- [TASK GOAL] As the answer, give a copy of each line below that includes the word "outcome".

- [EXTRACTED MATERIAL]
Start of Block

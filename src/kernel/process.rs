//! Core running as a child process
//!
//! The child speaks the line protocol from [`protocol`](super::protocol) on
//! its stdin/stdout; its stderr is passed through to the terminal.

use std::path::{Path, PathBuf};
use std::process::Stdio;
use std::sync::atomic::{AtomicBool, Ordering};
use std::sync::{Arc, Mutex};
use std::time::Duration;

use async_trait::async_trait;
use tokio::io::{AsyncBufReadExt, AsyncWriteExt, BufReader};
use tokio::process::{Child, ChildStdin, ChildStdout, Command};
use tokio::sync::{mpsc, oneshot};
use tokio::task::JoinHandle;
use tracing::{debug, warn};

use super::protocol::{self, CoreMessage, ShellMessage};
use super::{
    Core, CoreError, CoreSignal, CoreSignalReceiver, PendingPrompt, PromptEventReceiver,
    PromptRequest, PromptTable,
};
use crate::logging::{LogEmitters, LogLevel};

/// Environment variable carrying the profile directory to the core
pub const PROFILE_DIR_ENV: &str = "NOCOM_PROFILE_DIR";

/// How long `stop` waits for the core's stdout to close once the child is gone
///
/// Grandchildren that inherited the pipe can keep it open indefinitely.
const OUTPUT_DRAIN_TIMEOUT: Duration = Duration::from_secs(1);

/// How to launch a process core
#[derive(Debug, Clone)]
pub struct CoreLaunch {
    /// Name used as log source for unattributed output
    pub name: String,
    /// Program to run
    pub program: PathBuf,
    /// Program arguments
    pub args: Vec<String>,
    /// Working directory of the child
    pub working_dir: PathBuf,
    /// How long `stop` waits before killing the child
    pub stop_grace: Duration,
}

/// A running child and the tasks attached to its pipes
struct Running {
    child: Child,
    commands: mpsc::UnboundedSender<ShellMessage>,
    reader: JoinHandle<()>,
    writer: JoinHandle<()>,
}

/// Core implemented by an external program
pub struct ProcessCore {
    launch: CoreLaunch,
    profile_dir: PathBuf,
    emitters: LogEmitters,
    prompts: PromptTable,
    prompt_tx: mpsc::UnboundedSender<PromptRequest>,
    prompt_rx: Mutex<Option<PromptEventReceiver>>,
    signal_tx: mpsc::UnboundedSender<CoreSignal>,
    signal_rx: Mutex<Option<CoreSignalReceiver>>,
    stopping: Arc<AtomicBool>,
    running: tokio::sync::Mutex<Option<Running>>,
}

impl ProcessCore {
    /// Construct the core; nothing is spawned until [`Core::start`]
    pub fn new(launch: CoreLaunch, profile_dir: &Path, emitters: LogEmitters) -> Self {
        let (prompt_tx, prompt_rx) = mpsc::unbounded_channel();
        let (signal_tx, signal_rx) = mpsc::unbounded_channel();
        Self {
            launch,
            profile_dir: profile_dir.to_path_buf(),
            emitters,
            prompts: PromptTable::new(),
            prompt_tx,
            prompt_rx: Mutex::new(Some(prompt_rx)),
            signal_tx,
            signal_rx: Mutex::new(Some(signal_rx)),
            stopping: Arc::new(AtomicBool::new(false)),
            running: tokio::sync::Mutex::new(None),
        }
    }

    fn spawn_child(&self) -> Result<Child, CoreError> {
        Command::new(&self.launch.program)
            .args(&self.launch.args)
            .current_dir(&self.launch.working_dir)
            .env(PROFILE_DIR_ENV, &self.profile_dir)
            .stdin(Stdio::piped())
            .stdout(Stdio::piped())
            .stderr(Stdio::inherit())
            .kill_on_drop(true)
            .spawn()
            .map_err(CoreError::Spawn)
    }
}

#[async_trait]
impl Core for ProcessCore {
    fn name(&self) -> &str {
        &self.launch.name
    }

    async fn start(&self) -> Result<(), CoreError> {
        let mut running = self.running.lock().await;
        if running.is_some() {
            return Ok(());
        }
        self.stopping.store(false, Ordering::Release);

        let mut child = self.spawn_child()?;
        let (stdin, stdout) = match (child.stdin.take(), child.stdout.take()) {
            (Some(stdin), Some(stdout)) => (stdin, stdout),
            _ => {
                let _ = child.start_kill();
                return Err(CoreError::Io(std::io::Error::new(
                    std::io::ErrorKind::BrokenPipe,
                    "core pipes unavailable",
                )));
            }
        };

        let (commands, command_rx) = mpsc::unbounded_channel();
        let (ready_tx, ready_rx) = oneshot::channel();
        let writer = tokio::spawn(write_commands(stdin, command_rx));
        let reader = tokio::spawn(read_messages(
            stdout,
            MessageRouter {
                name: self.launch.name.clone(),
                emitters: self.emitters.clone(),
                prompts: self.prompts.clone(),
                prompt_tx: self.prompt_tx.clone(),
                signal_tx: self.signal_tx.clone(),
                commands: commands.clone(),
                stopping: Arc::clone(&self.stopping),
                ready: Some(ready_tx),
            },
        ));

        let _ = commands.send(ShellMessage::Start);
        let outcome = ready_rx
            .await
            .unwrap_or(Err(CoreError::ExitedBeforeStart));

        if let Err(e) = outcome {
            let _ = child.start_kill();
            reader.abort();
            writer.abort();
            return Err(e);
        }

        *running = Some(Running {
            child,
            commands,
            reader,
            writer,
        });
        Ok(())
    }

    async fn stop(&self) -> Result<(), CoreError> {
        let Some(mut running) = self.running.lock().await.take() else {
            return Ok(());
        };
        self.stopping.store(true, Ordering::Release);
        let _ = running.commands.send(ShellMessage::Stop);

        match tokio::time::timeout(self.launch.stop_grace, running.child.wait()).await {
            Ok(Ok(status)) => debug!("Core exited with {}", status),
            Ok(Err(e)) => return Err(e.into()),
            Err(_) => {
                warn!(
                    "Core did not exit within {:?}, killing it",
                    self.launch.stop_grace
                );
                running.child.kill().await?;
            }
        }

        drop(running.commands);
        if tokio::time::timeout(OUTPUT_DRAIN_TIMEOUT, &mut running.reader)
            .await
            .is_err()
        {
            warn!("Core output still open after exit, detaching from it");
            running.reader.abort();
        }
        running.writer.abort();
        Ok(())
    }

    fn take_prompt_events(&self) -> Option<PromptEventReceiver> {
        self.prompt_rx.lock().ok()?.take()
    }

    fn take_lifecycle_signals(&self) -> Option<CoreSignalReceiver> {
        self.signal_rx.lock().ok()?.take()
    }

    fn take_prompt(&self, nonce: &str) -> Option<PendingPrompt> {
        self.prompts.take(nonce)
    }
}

End of Block

- [OUTPUT]
        let outcome = ready_rx
        if let Err(e) = outcome {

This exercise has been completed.